Probate is the legal process a Georgia court uses to validate your will, pay your debts, and distribute your assets after you die. It is managed by the probate court in the county where you lived. Every Georgia county has its own probate court with its own docket, timelines, and fees.

The process requires an executor to file your will, notify creditors, publish a public notice, wait for claims, and eventually distribute what is left. Nothing passes to your family until the court signs off. That takes 9 to 18 months in Georgia for a standard estate. Complex estates with rental properties, business interests, blended families, or out-of-state real estate routinely take 30 months or more.

What Does Probate Cost in Georgia?

The average Georgia probate costs about $15,000 in court and attorney fees. Complex estates can run $35,000 or more. These fees are paid from the estate before your family receives anything.

Court filing fees, executor fees, attorney fees, and accounting fees add up quickly. In some cases the fees exceed the value of the assets in the estate. Your family pays those fees from the estate, not from their own pockets, but that still reduces what they receive.

Why a Will Does Not Avoid Probate

Many Georgia families believe a will keeps their estate out of court. It does not. A will is a set of instructions for the probate court. The court reads your will, validates it, and then supervises the distribution. A will directs probate. It does not avoid it.

When your will goes through probate it becomes a public record. Anyone can search the courthouse files and see what you owned, who you left it to, and how much. Creditors, predatory vendors, and estranged relatives can all see this information.

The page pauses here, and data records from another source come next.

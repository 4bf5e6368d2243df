use serde::{Deserialize, Serialize};
use std::time::Duration;

/// Per-turn bookkeeping knobs of the detection loop.
#[derive(Clone, Debug, PartialEq, Serialize, Deserialize)]
#[serde(default)]
pub struct SessionParams {
    /// Buffered fusion slices required before a dart may be confirmed.
    pub min_window_frames: usize,
    /// Fusion agreement required to confirm a dart.
    pub confirm_agreement: f32,
    /// A takeout fires once this many cycles pass without a confirmed dart
    /// (strictly more than) while at least one dart is counted.
    pub takeout_threshold: u32,
    /// Darts per turn; a confirmation beyond this wraps back to 1.
    pub max_darts: u8,
    /// Radial tip compensation factor, `None` scores the raw tip position.
    pub tip_compensation: Option<f32>,
}

impl Default for SessionParams {
    fn default() -> Self {
        Self {
            min_window_frames: 10,
            confirm_agreement: 0.5,
            takeout_threshold: 30,
            max_darts: 3,
            tip_compensation: None,
        }
    }
}

/// Scheduling of the worker thread, in milliseconds.
#[derive(Clone, Debug, PartialEq, Serialize, Deserialize)]
#[serde(default)]
pub struct LoopTiming {
    /// Sleep between cycles (about 30 Hz by default).
    pub tick_ms: u64,
    /// Pause after opening cameras, before the first reference capture.
    pub warmup_ms: u64,
    /// Pause after a takeout before the empty board is re-captured.
    pub takeout_settle_ms: u64,
    /// Pause after a failed cycle.
    pub error_backoff_ms: u64,
}

impl Default for LoopTiming {
    fn default() -> Self {
        Self {
            tick_ms: 33,
            warmup_ms: 1000,
            takeout_settle_ms: 500,
            error_backoff_ms: 1000,
        }
    }
}

impl LoopTiming {
    pub fn tick(&self) -> Duration {
        Duration::from_millis(self.tick_ms)
    }

    pub fn warmup(&self) -> Duration {
        Duration::from_millis(self.warmup_ms)
    }

    pub fn takeout_settle(&self) -> Duration {
        Duration::from_millis(self.takeout_settle_ms)
    }

    pub fn error_backoff(&self) -> Duration {
        Duration::from_millis(self.error_backoff_ms)
    }
}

How a Revocable Trust Avoids Probate

A revocable living trust holds your assets during your lifetime and transfers them to your family after you die without going through probate court. When you die, your successor trustee distributes assets directly to your beneficiaries according to the trust terms. There is no court filing. There is no waiting period. There is no public record.

The Hive Law guarantees that every asset placed into your trust avoids probate. If any asset goes through probate because of an error on our part, we handle it at no charge.

What Happens If You Own Property in Multiple States

If you die owning real estate in another state and you only have a will, your family does not open one probate. They open one in Georgia and one in each state where you own property. Each probate requires its own attorney, its own court filings, and its own timeline. Nothing distributes until every probate closes.

One properly funded revocable trust eliminates all of them. Your successor trustee handles every state from a single document.

9-18 Months Standard Georgia Probate Timeline
$15,000 Average Georgia Probate Cost
100% Of Funded Trust Assets That Avoid Probate

Start with a Family Protection Audit

Not sure where you stand? The Family Protection Audit is a 60-minute call with attorney Melissa Breyer. She reviews your assets, identifies your probate exposure, and shows you exactly what you need.

The Difference a Trust Makes

Going Through Probate

  • Court filing, creditor notices, waiting periods
  • Public record anyone can search for what you owned
  • 9 to 18 months before your family receives anything
  • $15,000 average cost paid from the estate
  • Multiple probates if you own out-of-state property
  • Court controls the timeline, not your family

With a Funded Trust

  • No court involvement, trust controls distribution
  • Private, no public record of your assets or heirs
  • Family receives assets in weeks, not months
  • No court fees or probate attorney fees at death
  • One trust covers all states where you own property
  • Your successor trustee follows your exact instructions

How It Works

1

Schedule Your Family Protection Audit

Book a 60-minute call with Melissa. She reviews your assets, your family situation, and where you are currently exposed.

2

Melissa Designs Your Plan

She builds your estate plan from scratch based on your specific assets and family. You get an exact quote before you commit to anything.

3

Review Every Document With Melissa

Before you sign, Melissa walks through every section of your trust with you in plain language. No legal jargon. No confusion about what you are signing.

4

We Fund and Finalize Everything

We retitle your property, verify every account is correctly aligned with your trust, and make sure your successor trustee knows exactly what to do when the time comes.

Melissa Breyer

Melissa Breyer

Georgia Estate Planning Attorney

Melissa Breyer is a Georgia estate planning attorney who works exclusively on trust-based estate planning and LLC formation. She personally designs every plan at The Hive Law and handles every client consultation herself. Every plan is built from scratch for your specific family, your specific assets, and your specific wishes.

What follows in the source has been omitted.